### The problem
Take the entries below and print only the lines from the one with "pub fn is_completed_trade(&self)" through the one with "pub fn involves(&self, roster_id: RosterId)", exactly as they stand, both ends included.

Stored data
------

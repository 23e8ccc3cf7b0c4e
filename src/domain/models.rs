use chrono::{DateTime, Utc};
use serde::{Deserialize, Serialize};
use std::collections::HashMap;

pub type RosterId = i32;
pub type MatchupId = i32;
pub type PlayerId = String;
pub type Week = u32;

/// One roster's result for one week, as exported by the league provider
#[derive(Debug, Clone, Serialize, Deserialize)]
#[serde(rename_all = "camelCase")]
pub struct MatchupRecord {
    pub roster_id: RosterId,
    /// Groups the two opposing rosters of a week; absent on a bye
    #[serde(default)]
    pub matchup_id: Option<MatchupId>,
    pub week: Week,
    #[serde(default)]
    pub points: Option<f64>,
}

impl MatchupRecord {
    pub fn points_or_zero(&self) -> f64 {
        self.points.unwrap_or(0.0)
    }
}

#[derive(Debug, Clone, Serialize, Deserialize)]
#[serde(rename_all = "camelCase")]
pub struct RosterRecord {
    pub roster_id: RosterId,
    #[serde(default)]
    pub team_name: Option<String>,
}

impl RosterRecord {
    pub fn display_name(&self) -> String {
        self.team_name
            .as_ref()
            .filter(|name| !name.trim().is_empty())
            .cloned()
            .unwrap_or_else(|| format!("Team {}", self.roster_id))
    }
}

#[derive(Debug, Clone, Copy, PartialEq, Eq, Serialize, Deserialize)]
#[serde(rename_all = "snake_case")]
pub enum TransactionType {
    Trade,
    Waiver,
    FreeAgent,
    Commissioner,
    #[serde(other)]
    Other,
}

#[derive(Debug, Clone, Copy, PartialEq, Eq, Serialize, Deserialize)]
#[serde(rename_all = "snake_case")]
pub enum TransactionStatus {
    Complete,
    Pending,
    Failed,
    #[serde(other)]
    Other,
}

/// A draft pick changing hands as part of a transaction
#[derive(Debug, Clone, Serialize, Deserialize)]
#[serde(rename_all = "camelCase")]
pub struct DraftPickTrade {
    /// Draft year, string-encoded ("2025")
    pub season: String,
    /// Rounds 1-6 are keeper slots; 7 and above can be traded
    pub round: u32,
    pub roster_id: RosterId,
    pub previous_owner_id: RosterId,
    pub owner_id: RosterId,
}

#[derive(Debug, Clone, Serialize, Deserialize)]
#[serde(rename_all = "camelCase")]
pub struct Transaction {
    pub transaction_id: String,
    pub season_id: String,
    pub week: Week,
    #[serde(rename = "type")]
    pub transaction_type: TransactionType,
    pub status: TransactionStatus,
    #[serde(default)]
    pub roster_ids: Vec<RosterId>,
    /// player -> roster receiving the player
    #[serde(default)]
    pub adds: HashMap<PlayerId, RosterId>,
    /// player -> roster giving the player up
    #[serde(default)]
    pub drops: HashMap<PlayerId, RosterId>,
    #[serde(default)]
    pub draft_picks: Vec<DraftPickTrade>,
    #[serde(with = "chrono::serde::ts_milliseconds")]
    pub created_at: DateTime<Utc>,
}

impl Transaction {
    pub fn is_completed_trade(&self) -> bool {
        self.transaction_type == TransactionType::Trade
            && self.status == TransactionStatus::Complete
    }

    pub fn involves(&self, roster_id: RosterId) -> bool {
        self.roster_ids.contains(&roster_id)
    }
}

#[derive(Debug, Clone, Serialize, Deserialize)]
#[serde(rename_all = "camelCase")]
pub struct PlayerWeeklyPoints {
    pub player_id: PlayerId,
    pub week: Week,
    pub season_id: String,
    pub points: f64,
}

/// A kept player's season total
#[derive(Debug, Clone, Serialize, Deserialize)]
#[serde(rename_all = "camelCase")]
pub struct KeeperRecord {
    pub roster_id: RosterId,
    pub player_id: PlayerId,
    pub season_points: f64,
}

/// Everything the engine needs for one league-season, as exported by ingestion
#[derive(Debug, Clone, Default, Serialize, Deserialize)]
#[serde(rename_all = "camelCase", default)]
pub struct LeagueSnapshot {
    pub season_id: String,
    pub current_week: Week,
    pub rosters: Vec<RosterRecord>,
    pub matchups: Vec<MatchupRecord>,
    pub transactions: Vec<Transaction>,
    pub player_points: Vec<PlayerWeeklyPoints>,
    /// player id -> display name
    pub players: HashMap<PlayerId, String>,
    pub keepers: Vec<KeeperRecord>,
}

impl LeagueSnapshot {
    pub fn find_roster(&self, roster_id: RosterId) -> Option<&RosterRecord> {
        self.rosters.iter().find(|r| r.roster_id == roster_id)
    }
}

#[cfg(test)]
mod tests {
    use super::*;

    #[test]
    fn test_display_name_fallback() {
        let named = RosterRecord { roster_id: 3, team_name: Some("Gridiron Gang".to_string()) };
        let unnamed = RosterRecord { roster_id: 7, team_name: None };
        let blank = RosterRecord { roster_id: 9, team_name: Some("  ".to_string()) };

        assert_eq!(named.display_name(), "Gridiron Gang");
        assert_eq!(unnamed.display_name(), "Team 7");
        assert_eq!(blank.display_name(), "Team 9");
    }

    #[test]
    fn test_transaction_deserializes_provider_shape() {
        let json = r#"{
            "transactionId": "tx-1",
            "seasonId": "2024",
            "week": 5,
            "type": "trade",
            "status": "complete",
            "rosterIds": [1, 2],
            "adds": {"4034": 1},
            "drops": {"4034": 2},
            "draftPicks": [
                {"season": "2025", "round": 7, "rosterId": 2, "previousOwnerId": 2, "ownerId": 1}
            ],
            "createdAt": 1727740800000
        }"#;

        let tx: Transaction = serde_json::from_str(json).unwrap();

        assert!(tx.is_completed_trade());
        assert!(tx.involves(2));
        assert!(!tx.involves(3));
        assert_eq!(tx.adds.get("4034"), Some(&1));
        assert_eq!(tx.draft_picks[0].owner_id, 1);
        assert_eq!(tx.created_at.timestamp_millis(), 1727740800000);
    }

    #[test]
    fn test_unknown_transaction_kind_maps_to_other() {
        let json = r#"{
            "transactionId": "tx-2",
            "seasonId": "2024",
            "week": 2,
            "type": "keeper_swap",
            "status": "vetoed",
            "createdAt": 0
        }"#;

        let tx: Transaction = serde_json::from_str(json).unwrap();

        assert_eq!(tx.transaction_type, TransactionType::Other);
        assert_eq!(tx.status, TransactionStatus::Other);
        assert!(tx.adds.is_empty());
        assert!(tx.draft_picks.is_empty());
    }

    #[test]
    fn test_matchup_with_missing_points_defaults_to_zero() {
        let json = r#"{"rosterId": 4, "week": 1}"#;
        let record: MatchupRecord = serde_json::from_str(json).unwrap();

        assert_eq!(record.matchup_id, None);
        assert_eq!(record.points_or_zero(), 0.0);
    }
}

------

### Solution to this task
    pub fn is_completed_trade(&self) -> bool {
        self.transaction_type == TransactionType::Trade
            && self.status == TransactionStatus::Complete
    }

    pub fn involves(&self, roster_id: RosterId) -> bool {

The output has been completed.